Biel plays Larita, a brash American adventuress who impetuously marries into an aristocratic British family. When her much younger husband, John Whittaker (Ben Barnes, who played Prince Caspian in the last “Narnia” movie), brings her home to his parents’ stately country estate, his domineering mother (Kirsten Scott-Thomas) takes an instant dislike to her, while his detached father (Colin Firth), a disheveled W.W.I army officer immediately spots her courage and integrity. Caught in the middle are John and his two unmarried sisters, Marion (Katherine Parkinson) and Hilda (Kimberly Nixon).

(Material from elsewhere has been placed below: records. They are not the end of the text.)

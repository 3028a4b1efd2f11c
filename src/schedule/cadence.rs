use std::fmt;
use std::time::Duration;

/// How a schedule fires its callback.
#[derive(Debug, Clone, Copy, PartialEq, Eq)]
pub enum Cadence {
    /// Sleep `interval`, invoke, repeat until stopped.
    Repeating(Duration),
    /// Sleep `delay`, invoke once.
    OneShot(Duration),
}

impl Cadence {
    /// The sleep preceding each invocation.
    pub fn period(&self) -> Duration {
        match self {
            Cadence::Repeating(d) | Cadence::OneShot(d) => *d,
        }
    }

    /// True for [`Cadence::Repeating`].
    pub fn is_repeating(&self) -> bool {
        matches!(self, Cadence::Repeating(_))
    }
}

/// Lifecycle of a single schedule.
#[derive(Debug, Clone, Copy, PartialEq, Eq)]
pub enum ScheduleState {
    /// Never armed.
    Idle,
    /// The scheduling thread is sleeping or invoking the callback.
    Running,
    /// Stop was requested; no further invocation will start.
    StopRequested,
    /// The scheduling thread has exited (joined, or a one-shot fired).
    Stopped,
}

impl ScheduleState {
    /// True once a stop was requested or completed.
    pub fn is_stopping(&self) -> bool {
        matches!(self, ScheduleState::StopRequested | ScheduleState::Stopped)
    }

    /// Returns a short stable label (snake_case) for use in logs/metrics.
    pub fn as_label(&self) -> &'static str {
        match self {
            ScheduleState::Idle => "idle",
            ScheduleState::Running => "running",
            ScheduleState::StopRequested => "stop_requested",
            ScheduleState::Stopped => "stopped",
        }
    }
}

impl fmt::Display for ScheduleState {
    fn fmt(&self, f: &mut fmt::Formatter<'_>) -> fmt::Result {
        f.write_str(self.as_label())
    }
}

While there’s a snippet of upstairs/downstairs comedy as Larita bonds with the cynical butler (Kris Marshall), the conflict is primarily between the imperious mother and free-spirited daughter-in-law who, as it turns out, is a widow hiding a secret scandal involving the death of her first husband. All this occurs during a weekend with a ritual fox hunt, lavish costume ball and the unfortunate, accidental death of the family’s Chihuahua.

Problem is: Australian director Stephan Elliott, best known for his drag comedy “Priscilla, Queen of the Desert” and who wrote the screenplay with Sheridan Jobbins, never settles on a cohesive style, veering from Coward’s sophisticated banter to forced farce to a misguided and, therefore, insipid stab at realism, skimming over the essence of repression and hypocrisy within the quaint, class-conscious melodrama.

Veteran thespians Kristin Scott-Thomas and Colin Firth seem comfortable with Coward’s wit and irony but, despite seven years of experience as a teen on TV’s “7th Heaven,” Jessica Biel seems unfamiliar with the nuances of tart dialogue delivery.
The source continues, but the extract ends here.